None Is Too Many: Canada and the Jews of Europe 1933–1948 is a 1983 book co-authored by the Canadian historians Irving Abella and Harold Troper. It is about Canada's restrictive immigration policy towards Jewish refugees during the Holocaust years. It helped popularize the phrase "none is too many" in Canada.

== Overview ==
First published in 1983 by Lester & Orpen Dennys, and reissued in 2012 by University of Toronto Press, the book documents the history of the Canadian response to Jewish refugees from 1933, with the rise of the Nazi government in Germany, until 1948. The authors argue that while many nations were complicit in the Holocaust for their refusal to admit Jewish refugees during the Nazi era, the Canadian government did less than other Western countries to help Jewish refugees between 1933 and 1948. The most infamous example of Canada's immigration policy was the refusal to admit the MS St. Louis, a German ocean liner carrying refugees. Only 5,000 Jewish refugees entered Canada from 1933 until 1945, which the book argues was the worst of any refugee receiving nation in the world. This response was possible in part because of Canada's history of antisemitism.

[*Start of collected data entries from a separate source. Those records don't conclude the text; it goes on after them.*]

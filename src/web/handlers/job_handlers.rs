// src/web/handlers/job_handlers.rs
use crate::web::jobs::{run_job, JobStore};
use crate::web::types::*;
use crate::workflow::WorkflowResults;

use rocket::http::Status;
use rocket::serde::json::Json;
use rocket::{Responder, State};
use tracing::info;

pub type ApiError = (Status, Json<ErrorResponse>);

fn job_not_found() -> ApiError {
    (Status::NotFound, Json(ErrorResponse::new("job not found")))
}

#[derive(Responder)]
pub enum ReportResponse {
    #[response(status = 200, content_type = "text/plain")]
    Report(String),
    #[response(status = 404, content_type = "text/plain")]
    Unavailable(&'static str),
    #[response(status = 404)]
    UnknownJob(Json<ErrorResponse>),
}

pub async fn run_handler(
    request: Json<RunRequest>,
    jobs: &State<JobStore>,
    config: &State<ServerConfig>,
) -> Result<Json<RunResponse>, ApiError> {
    let input = request.input.trim();
    if input.is_empty() {
        return Err((
            Status::BadRequest,
            Json(ErrorResponse::new("input is required")),
        ));
    }

    let max_results = request.max_results.max(1);
    let job_id = jobs.create(input, max_results, request.verbose);
    info!("Queued job {} for: {}", job_id, input);

    tokio::spawn(run_job(
        jobs.inner().clone(),
        config.config.clone(),
        job_id.clone(),
    ));

    Ok(Json(RunResponse { job_id }))
}

pub async fn status_handler(
    job_id: &str,
    jobs: &State<JobStore>,
) -> Result<Json<JobState>, ApiError> {
    jobs.get(job_id).map(Json).ok_or_else(job_not_found)
}

pub async fn logs_handler(
    job_id: &str,
    jobs: &State<JobStore>,
) -> Result<Json<LogsResponse>, ApiError> {
    let job = jobs.get(job_id).ok_or_else(job_not_found)?;
    Ok(Json(LogsResponse {
        logs: job.logs,
        status: job.status,
        progress: job.progress,
    }))
}

pub async fn report_handler(job_id: &str, jobs: &State<JobStore>) -> ReportResponse {
    let Some(job) = jobs.get(job_id) else {
        return ReportResponse::UnknownJob(Json(ErrorResponse::new("job not found")));
    };
    match job.results.and_then(|r| r.final_report) {
        Some(report) => ReportResponse::Report(report),
        None => ReportResponse::Unavailable("Report not available"),
    }
}

pub async fn results_handler(
    job_id: &str,
    jobs: &State<JobStore>,
) -> Result<Json<WorkflowResults>, ApiError> {
    let job = jobs.get(job_id).ok_or_else(job_not_found)?;
    job.results.map(Json).ok_or_else(|| {
        (
            Status::NotFound,
            Json(ErrorResponse::new("Results not available")),
        )
    })
}
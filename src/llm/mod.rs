// src/llm/mod.rs
pub mod client;
pub mod rate_limiter;
pub mod types;

pub use client::{ChatBackend, GroqClient, LlmError};
pub use rate_limiter::RateLimiter;
pub use types::{ChatMessage, ChatRequest};
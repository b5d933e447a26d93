//! Gravity and integration shared by live bodies and trajectory cursors.
//!
//! Anything that moves under gravity implements [`Mover`]. A mover never
//! looks up its partners itself: the caller takes a snapshot of the
//! partner set (see [`partners`]) and hands it to every mover of the step,
//! so all forces in one step are computed from the same positions.

mod gravity;
mod integrator;
pub mod partners;

#[cfg(test)]
mod proptest_physics;

use bevy::math::DVec2;

pub use gravity::{net_force, pairwise_force};
pub use integrator::{semi_implicit_euler, step_all};
pub use partners::{CursorPartners, LivePartners, PartnerSet};

/// Numeric failures of the physics layer.
#[derive(thiserror::Error, Debug, Clone, Copy, PartialEq, Eq)]
pub enum PhysicsError {
    #[error("division by zero")]
    DivideByZero,

    #[error("cannot accelerate a body with zero mass")]
    ZeroMass,
}

/// A point mass as seen by its partners during one step.
#[derive(Clone, Copy, Debug, PartialEq)]
pub struct Attractor {
    /// Position of the source mover in its collection. Used to skip self.
    pub slot: usize,
    pub pos: DVec2,
    pub mass: f64,
}

/// Capability shared by live bodies and path cursors.
pub trait Mover {
    fn position(&self) -> DVec2;

    fn velocity(&self) -> DVec2;

    fn mass(&self) -> f64;

    /// Overwrite position and velocity with the result of a step.
    fn set_motion(&mut self, pos: DVec2, vel: DVec2);

    /// Net gravitational force from every partner except the one at `slot`.
    fn net_force(&self, slot: usize, partners: &[Attractor], g: f64) -> DVec2 {
        net_force(slot, self.position(), self.mass(), partners, g)
    }

    /// Advance one step against `partners`, mutating position and velocity.
    ///
    /// On error the mover is left untouched.
    fn integrate_step(
        &mut self,
        slot: usize,
        partners: &[Attractor],
        g: f64,
    ) -> Result<(), PhysicsError> {
        let force = self.net_force(slot, partners, g);
        let (pos, vel) = semi_implicit_euler(self.position(), self.velocity(), self.mass(), force)?;
        self.set_motion(pos, vel);
        Ok(())
    }
}

/// Snapshot the position and mass of every mover, tagged with its slot.
pub fn snapshot<M: Mover>(movers: &[M]) -> Vec<Attractor> {
    movers
        .iter()
        .enumerate()
        .map(|(slot, mover)| Attractor {
            slot,
            pos: mover.position(),
            mass: mover.mass(),
        })
        .collect()
}
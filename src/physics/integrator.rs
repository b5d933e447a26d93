//! Semi-implicit (symplectic) Euler integration with a unit timestep.
//!
//! One step is `v += F / m; x += v`: the freshly updated velocity moves the
//! position. The sandbox measures velocity in world units per step, so there
//! is no `dt`.

use bevy::log::warn;
use bevy::math::DVec2;

use super::{Attractor, Mover, PhysicsError};
use crate::vector::VectorExt;

/// Advance a single state by one step under `force`.
///
/// Returns the new `(position, velocity)`. Fails with
/// [`PhysicsError::ZeroMass`] when `mass == 0`.
#[inline]
pub fn semi_implicit_euler(
    pos: DVec2,
    vel: DVec2,
    mass: f64,
    force: DVec2,
) -> Result<(DVec2, DVec2), PhysicsError> {
    let acc = force
        .checked_div(mass)
        .map_err(|_| PhysicsError::ZeroMass)?;

    let vel = vel + acc;
    let pos = pos + vel;

    Ok((pos, vel))
}

/// Step every mover once against a snapshot of `partners`.
///
/// `partners` must have been taken before this call, so no mover sees a
/// peer that has already moved this step. A mover that fails to integrate is
/// left where it was and reported by slot; the others still advance.
pub fn step_all<M: Mover>(
    movers: &mut [M],
    partners: &[Attractor],
    g: f64,
) -> Vec<(usize, PhysicsError)> {
    let mut failures = Vec::new();

    for (slot, mover) in movers.iter_mut().enumerate() {
        if let Err(err) = mover.integrate_step(slot, partners, g) {
            warn!("Mover {} skipped this step: {}", slot, err);
            failures.push((slot, err));
        }
    }

    failures
}
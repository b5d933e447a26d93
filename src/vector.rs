//! 2D vector helpers on top of `DVec2`.
//!
//! Addition, subtraction, scaling, magnitude and distance come straight from
//! `DVec2`. This module adds the few operations whose edge cases the physics
//! relies on: division that refuses a zero divisor, a normalization that maps
//! the zero vector to itself instead of NaN, and exact equality.

use bevy::math::DVec2;

use crate::physics::PhysicsError;

/// World-space 2D vector (f64 components).
pub type Vector2 = DVec2;

/// Extra vector operations used by the force and integration code.
pub trait VectorExt: Sized {
    /// Divide every component by `divisor`.
    ///
    /// Fails with [`PhysicsError::DivideByZero`] when `divisor == 0`.
    fn checked_div(self, divisor: f64) -> Result<Self, PhysicsError>;

    /// Unit vector in the same direction, or the zero vector if the
    /// magnitude is zero (or not finite).
    fn direction(self) -> Self;

    /// Component-wise exact float equality, no epsilon.
    fn exactly_equals(self, other: Self) -> bool;
}

impl VectorExt for DVec2 {
    #[inline]
    fn checked_div(self, divisor: f64) -> Result<Self, PhysicsError> {
        if divisor == 0.0 {
            return Err(PhysicsError::DivideByZero);
        }
        Ok(self / divisor)
    }

    #[inline]
    fn direction(self) -> Self {
        self.normalize_or_zero()
    }

    #[inline]
    fn exactly_equals(self, other: Self) -> bool {
        self.x == other.x && self.y == other.y
    }
}

#[cfg(test)]
mod tests {
    use super::*;
    use approx::assert_relative_eq;

    #[test]
    fn test_checked_div_rejects_zero() {
        let v = DVec2::new(3.0, 4.0);
        assert_eq!(v.checked_div(0.0), Err(PhysicsError::DivideByZero));
        assert_eq!(v.checked_div(2.0), Ok(DVec2::new(1.5, 2.0)));
    }

    #[test]
    fn test_direction_of_zero_is_zero() {
        assert_eq!(DVec2::ZERO.direction(), DVec2::ZERO);
    }

    #[test]
    fn test_direction_is_unit_length() {
        let dir = DVec2::new(3.0, -4.0).direction();
        assert_relative_eq!(dir.length(), 1.0, epsilon = 1e-15);
        assert_relative_eq!(dir.x, 0.6, epsilon = 1e-15);
        assert_relative_eq!(dir.y, -0.8, epsilon = 1e-15);
    }

    #[test]
    fn test_direction_of_nan_does_not_panic() {
        let dir = DVec2::new(f64::NAN, 1.0).direction();
        assert_eq!(dir, DVec2::ZERO);
    }

    #[test]
    fn test_exact_equality() {
        let a = DVec2::new(0.1 + 0.2, 1.0);
        let b = DVec2::new(0.3, 1.0);
        assert!(!a.exactly_equals(b), "Equality must not use an epsilon");
        assert!(a.exactly_equals(a));
        assert!(!DVec2::new(f64::NAN, 0.0).exactly_equals(DVec2::new(f64::NAN, 0.0)));
    }

    #[test]
    fn test_distance_and_magnitude() {
        let a = DVec2::new(1.0, 1.0);
        let b = DVec2::new(4.0, 5.0);
        assert_eq!(a.distance(b), 5.0);
        assert_eq!((b - a).length(), 5.0);
        assert_eq!(a + b, DVec2::new(5.0, 6.0));
        assert_eq!(a * 2.0, DVec2::new(2.0, 2.0));
    }
}
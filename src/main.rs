//! Orbits - 2D Gravity Sandbox
//!
//! A desktop application for placing bodies, previewing their paths and
//! watching them move under mutual gravity.

use bevy::prelude::*;
use bevy_egui::EguiPlugin;

use orbits::camera::CameraPlugin;
use orbits::input::InputPlugin;
use orbits::render::RenderPlugin;
use orbits::scenarios::ScenarioPlugin;
use orbits::simulation::SimulationPlugin;
use orbits::ui::UiPlugin;

fn main() {
    App::new()
        .add_plugins(DefaultPlugins.set(WindowPlugin {
            primary_window: Some(Window {
                title: "Orbits".into(),
                ..default()
            }),
            ..default()
        }))
        .add_plugins(EguiPlugin::default())
        // Simulation resources must exist before the scenario loads into them
        .add_plugins((SimulationPlugin, ScenarioPlugin))
        .add_plugins((CameraPlugin, InputPlugin, RenderPlugin, UiPlugin))
        .run();
}
//! Keyboard shortcuts for simulation control and camera zoom.

use bevy::prelude::*;
use bevy_egui::EguiContexts;

use crate::body::BodyInit;
use crate::camera::apply_zoom;
use crate::simulation::{EditorValues, Simulation, add_edited_body};
use crate::types::SimulationSystemSet;
use crate::viewport::CameraView;

/// Zoom change per frame while a zoom key is held.
pub const KEY_ZOOM_STEP: f64 = 0.05;

/// Plugin providing keyboard input handling.
pub struct InputPlugin;

impl Plugin for InputPlugin {
    fn build(&self, app: &mut App) {
        app.add_systems(
            Update,
            keyboard_shortcuts.in_set(SimulationSystemSet::Input),
        );
    }
}

/// Handle keyboard shortcuts for simulation control.
fn keyboard_shortcuts(
    mut contexts: EguiContexts,
    keys: Res<ButtonInput<KeyCode>>,
    mut simulation: ResMut<Simulation>,
    mut editor: ResMut<EditorValues>,
    mut view: ResMut<CameraView>,
) {
    // Typing into a form field must not trigger shortcuts.
    if contexts
        .ctx_mut()
        .is_ok_and(|ctx| ctx.wants_keyboard_input())
    {
        return;
    }

    // Space: play / pause
    if keys.just_pressed(KeyCode::Space) {
        simulation.toggle_play_pause();
    }

    // R: back to editing
    if keys.just_pressed(KeyCode::KeyR) {
        simulation.restart();
    }

    // N: new body at the origin
    if keys.just_pressed(KeyCode::KeyN) {
        match add_edited_body(&mut simulation, &mut editor, BodyInit::default()) {
            Ok(id) => debug!("Shortcut added {}", id),
            Err(err) => warn!("Could not add body: {}", err),
        }
    }

    // Plus/Equal: zoom in
    if keys.pressed(KeyCode::Equal) || keys.pressed(KeyCode::NumpadAdd) {
        apply_zoom(&mut view, 1.0 + KEY_ZOOM_STEP);
    }

    // Minus: zoom out
    if keys.pressed(KeyCode::Minus) || keys.pressed(KeyCode::NumpadSubtract) {
        apply_zoom(&mut view, 1.0 - KEY_ZOOM_STEP);
    }

    // Home: recenter
    if keys.just_pressed(KeyCode::Home) {
        view.position = Default::default();
        info!("Camera recentered");
    }
}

The authors identify Frederick Blair, the head of immigration in William Lyon Mackenzie King's government, as a top official who opposed and limited Jewish immigration. They say that Blair's policy had the full support of Mackenzie King, who was prime minister 1935–48, Vincent Massey, the high commissioner to Britain, and both Anglophone and Francophone elites in general.

== Title ==
The title is based on an incident recounted in the book. In 1945, an unidentified immigration official was asked by reporters how many Jews would be allowed in Canada after the war. He replied, "None is too Many". The phrase has since entered common parlance in Canada. In 2011, a monument, referred to in the media as the "none is too many" memorial, was displayed in Halifax's Canadian Museum of Immigration at Pier 21 to commemorate the MS St. Louis. In 2015, Liberal leader Justin Trudeau was criticized by several Jewish groups after he used the phrase to criticize the Conservative government's immigration policy for Muslims. In 2018, in an unrelated address, Trudeau pledged to make a formal apology for the Canadian government's turning away of the St. Louis "due to our discriminatory 'none is too many' immigration policy of the time."

== Reception ==
At the time of writing, Abella and Troper had difficulty finding a publisher. Troper said that he and Abella were told that "the book was something of a downer and seemed somewhat 'un-Canadian'", a sentiment that alluded to the myth of the putative Canadian ethic of welcoming the oppressed. The book was eventually published by Lester & Orpen Dennys, to acclaim. Reviewer William French wrote that Abella and Troper did "a superb job of unearthing this sorry chapter in [Canadian] history ... By exhaustively pursuing primary sources, they have documented the details ... with chilling precision."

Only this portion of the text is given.